Raw data (raw reads) of fastq format were firstly processed through in-house perl scripts. In this step, clean data (clean reads) were obtained by removing reads containing adapter, reads containing ploy-N and low-quality reads from raw data. At the same time, Q20, Q30, GC-content and sequence duplication level of the clean data were calculated. These clean reads were then mapped to the reference genome sequence (Os-Nipponbare-Reference-IRGSP-1.0: http://rapdb.dna.affrc.go.jp/download/irgsp1.html). Only reads with a perfect match or one mismatch were further analyzed and annotated based on the reference genome. Tophat2 tools soft were used to map with reference genome (Kim et al. 2013). Gene function was annotated based on the following databases: Nr (NCBI non-redundant protein sequences); Nt (NCBI non-redundant nucleotide sequences); Pfam (Protein family); KOG/COG (Clusters of Orthologous Groups of proteins); Swiss-Prot (A manually annotated and reviewed protein sequence database); KO (KEGG Ortholog database); GO (Gene Ontology). Differential expression analysis of two groups (KO samples and Non-KO samples) was performed using the edgeR package. edgeR is designed for the analysis of replicated count-based expression data. In principle, edgeR will combine three KO lines and compared to the combination of three Non-KO lines. Genes with FDR (false discovery rate) < 0.05 & FC (Fold Change) were assigned as differentially expressed.
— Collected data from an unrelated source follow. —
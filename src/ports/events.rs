//! EventPublisher port - interface for publishing domain events.
//!
//! The domain publishes events without knowing the transport (in-memory,
//! message bus, outbox table).

use async_trait::async_trait;

use crate::domain::foundation::DomainError;
use crate::domain::subscription::SubscriptionEvent;

/// Port for publishing domain events.
///
/// Delivery is at-least-once; handlers must tolerate duplicates.
#[async_trait]
pub trait EventPublisher: Send + Sync {
    /// Publish a single event.
    async fn publish(&self, event: SubscriptionEvent) -> Result<(), DomainError>;

    /// Publish multiple events in order.
    ///
    /// Adapters without atomic batching publish sequentially with
    /// best-effort delivery.
    async fn publish_all(&self, events: Vec<SubscriptionEvent>) -> Result<(), DomainError> {
        for event in events {
            self.publish(event).await?;
        }
        Ok(())
    }
}

#[cfg(test)]
mod tests {
    use super::*;

    #[allow(dead_code)]
    fn assert_object_safe(_: &dyn EventPublisher) {}
}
Gene expression, KEGG pathway enrichment analysis

KEGG pathway enrichment analysis (http://www.genome.jp/kegg/) was performed to identify differentially expressed genes (DEGs). KOBAS (Mao et al. 2005) software was used to test the statistical enrichment of differential expression genes in KEGG pathways (E ≤ 1e-5). Gene expression levels were estimated by FPKM values (Fragments Per Kilobase of transcript per Million fragments mapped).

qRT-PCR

First-strand cDNA was synthesized from 1 μg total RNA using the PrimeScript™ RT reagent Kit (with gDNA Eraser) (RR047A, Takara, Japan) according to the manufacturer’s instructions. qRT-PCR were carried out using the ChamQTM SYBR® qPCR Master Mix (Q311–01, Vazyme, China) on the LightCycler® 480II (Roche) according to the manufacturer’s instructions. Rice Ubiquitin (Os03g0234200) was used as internal reference and gene expression level was normalized to the Ubiquitin expression level. The primers were showed in Additional file 9: Table S7.

Pollen viability test

Pollen viability was estimated by IKI (iodine potassium iodide) straining. The mature pollen grains were collected from at least three unopened flowers randomly for WT and TH1 homozygous knock out plants, respectively. Then put them on a microscope slide immediately, dripped a drop of the IKI solution on the pollen and covered with a coverslip. Pollen viability counts were made 5 min after pollen was placed on an IKI solution. Pollen grains stained dark (dark red or brown color) were counted as alive.